(Beginning of Provided material)

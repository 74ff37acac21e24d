//! Station coverage counts: how many stations observed a variable at each
//! timestamp of the obs tree.

use chrono::NaiveDateTime;
use std::collections::{BTreeMap, BTreeSet};
use std::path::Path;

use crate::logging::{self, Component};
use crate::model::{OutputTree, Resolution, TrendsError};
use crate::store::{self, series};

/// Counts, per timestamp, the listed stations with a non-missing observed
/// value. Timestamps present in any station series are included, with a zero
/// count where every station is missing. Stations without a series file are
/// skipped.
pub fn station_counts(
    repo: &Path,
    variable: &str,
    resolution: Resolution,
    station_ids: &BTreeSet<String>,
) -> Result<BTreeMap<NaiveDateTime, usize>, TrendsError> {
    let dir = store::data_dir(repo, OutputTree::Obs, variable);
    let mut counts: BTreeMap<NaiveDateTime, usize> = BTreeMap::new();

    for station_id in station_ids {
        let Some(path) = store::locate_station_series(&dir, variable, station_id, resolution) else {
            logging::warn(
                Component::Store,
                Some(variable),
                &format!("no observed series for {}, not counted", station_id),
            );
            continue;
        };
        for (ts, value) in series::read_series(&path, variable)?.points() {
            let count = counts.entry(*ts).or_insert(0);
            if !value.is_nan() {
                *count += 1;
            }
        }
    }
    Ok(counts)
}

/// Station counts for every station in the variable's sitemeta table.
pub fn sitemeta_station_counts(
    repo: &Path,
    variable: &str,
    resolution: Resolution,
) -> Result<BTreeMap<NaiveDateTime, usize>, TrendsError> {
    let rows = store::tables::read_sitemeta(&store::sitemeta_path(repo, variable))?;
    station_counts(repo, variable, resolution, &store::tables::sitemeta_station_ids(&rows))
}

/// Smallest and largest count, or `None` for no timestamps.
pub fn count_range(counts: &BTreeMap<NaiveDateTime, usize>) -> Option<(usize, usize)> {
    let min = counts.values().min()?;
    let max = counts.values().max()?;
    Some((*min, *max))
}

(End of Provided material)

» **About this task**
The response must restate every entry word for word.

» **Solution**
repository 74ff37acac21e24d
//! Station coverage counts: how many stations observed a variable at each
//! timestamp of the obs tree.

use chrono::NaiveDateTime;
use std::collections::{BTreeMap, BTreeSet};
use std::path::Path;

use crate::logging::{self, Component};
use crate::model::{OutputTree, Resolution, TrendsError};
use crate::store::{self, series};

/// Counts, per timestamp, the listed stations with a non-missing observed
/// value. Timestamps present in any station series are included, with a zero
/// count where every station is missing. Stations without a series file are
/// skipped.
pub fn station_counts(
    repo: &Path,
    variable: &str,
    resolution: Resolution,
    station_ids: &BTreeSet<String>,
) -> Result<BTreeMap<NaiveDateTime, usize>, TrendsError> {
    let dir = store::data_dir(repo, OutputTree::Obs, variable);
    let mut counts: BTreeMap<NaiveDateTime, usize> = BTreeMap::new();

    for station_id in station_ids {
        let Some(path) = store::locate_station_series(&dir, variable, station_id, resolution) else {
            logging::warn(
                Component::Store,
                Some(variable),
                &format!("no observed series for {}, not counted", station_id),
            );
            continue;
        };
        for (ts, value) in series::read_series(&path, variable)?.points() {
            let count = counts.entry(*ts).or_insert(0);
            if !value.is_nan() {
                *count += 1;
            }
        }
    }
    Ok(counts)
}

/// Station counts for every station in the variable's sitemeta table.
pub fn sitemeta_station_counts(
    repo: &Path,
    variable: &str,
    resolution: Resolution,
) -> Result<BTreeMap<NaiveDateTime, usize>, TrendsError> {
    let rows = store::tables::read_sitemeta(&store::sitemeta_path(repo, variable))?;
    station_counts(repo, variable, resolution, &store::tables::sitemeta_station_ids(&rows))
}

/// Smallest and largest count, or `None` for no timestamps.
pub fn count_range(counts: &BTreeMap<NaiveDateTime, usize>) -> Option<(usize, usize)> {
    let min = counts.values().min()?;
    let max = counts.values().max()?;
    Some((*min, *max))
}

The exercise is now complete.